For generations, humans have noticed that music often changes the experience of physical exertion. If you’ve ever used teamwork to haul a heavy fishnet or raise a sail (which most of us probably haven’t), you may have witnessed the effects of singing on the collective strength of many pairs of arms. In a more modern world, scientific fascination with music and exercise first started to appear in the 1970s when aerobics classes set to music were becoming popular.
When researchers began investigating the impact of music on motivation and fatigue, they divided their findings into five interesting categories. It seems that music keeps us moving by supporting dissociation, arousal regulation, flow, synchronization, and the acquisition of motor skills.
These are specific terms related to brain function, but in summary, music helps us block out sensations associated with fatigue. It also gives our minds something to focus on that channels our attention away from our bodies. Higher beats per minute, or BPM, in the music we choose also seems to boost our performance, primarily during cardio exercises. High BPM has a reduced effect on stretching and resistance training.

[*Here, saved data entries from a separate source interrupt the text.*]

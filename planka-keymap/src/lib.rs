//! Keyboard core for the Planka: matrix scanning, debouncing, layers and
//! action execution, plus the Planka keymap itself.
//!
//! This crate is `no_std`-compatible so it can be used by both the AVR
//! firmware and the native CLI tool. Board access goes through
//! [`LineDriver`] and `embedded-hal`'s `DelayNs`, so the whole pipeline also
//! runs on the host against a [`Simulated`] matrix.

#![cfg_attr(not(test), no_std)]

pub mod action;
pub mod debounce;
pub mod keyboard;
pub mod keycode;
pub mod layer;
pub mod lines;
pub mod matrix;
pub mod planka;
pub mod process;
pub mod report;
pub mod sim;

pub use action::{Action, BitOp, On};
pub use debounce::{Debounce, Debouncer, DEBOUNCE_THRESHOLD};
pub use keyboard::Keyboard;
pub use keycode::{Keycode, Mods};
pub use layer::{Keymap, Layer, LayerState, MAX_LAYERS};
pub use lines::{LineDriver, PinLines};
pub use matrix::{Matrix, MatrixRow, Snapshot};
pub use process::{EventSink, HidEvent, KeyEvent, Processor, Rollover};
pub use report::{KeyboardReport, ReportBuilder};
pub use sim::{NoDelay, Simulated};

/// Number of rows in the matrix.
pub const ROWS: usize = 5;
/// Number of columns in the matrix.
pub const COLS: usize = 14;

/// Microseconds a selected column is given before its rows are sampled.
pub const SETTLE_US: u32 = 3;
/// How long a dual-role key may be held and still count as a tap.
pub const TAPPING_TERM_MS: u16 = 200;

/// Build-time tuning of the scan and the executor.
#[derive(Clone, Copy, Debug, PartialEq, Eq)]
pub struct Config {
    /// Unchanged scans needed before a change is committed.
    pub debounce: u8,
    pub settle_us: u32,
    pub tapping_term_ms: u16,
    pub rollover: Rollover,
}

impl Config {
    pub const DEFAULT: Config = Config {
        debounce: DEBOUNCE_THRESHOLD,
        settle_us: SETTLE_US,
        tapping_term_ms: TAPPING_TERM_MS,
        rollover: Rollover::HoldOnOtherKeyPress,
    };
}

impl Default for Config {
    fn default() -> Self {
        Self::DEFAULT
    }
}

Choosing Music: Considerations
To make the most of your music-exercise pairing, try to choose songs with a tone and tempo that match your chosen activity. Since many of the benefits of music happen as endorphins are released by our listening brains, it’s a good idea to choose music that feels happy.
If you’re leading a class or exercising in a public setting, make sure your music choice is inclusive and appealing to everyone who will be subjected to it. If you’ll be listening to your choices alone, make sure earbuds are permitted during your activity (they’re forbidden in some race and marathon settings). And keep the volume low—don’t isolate yourself from what’s happening around you.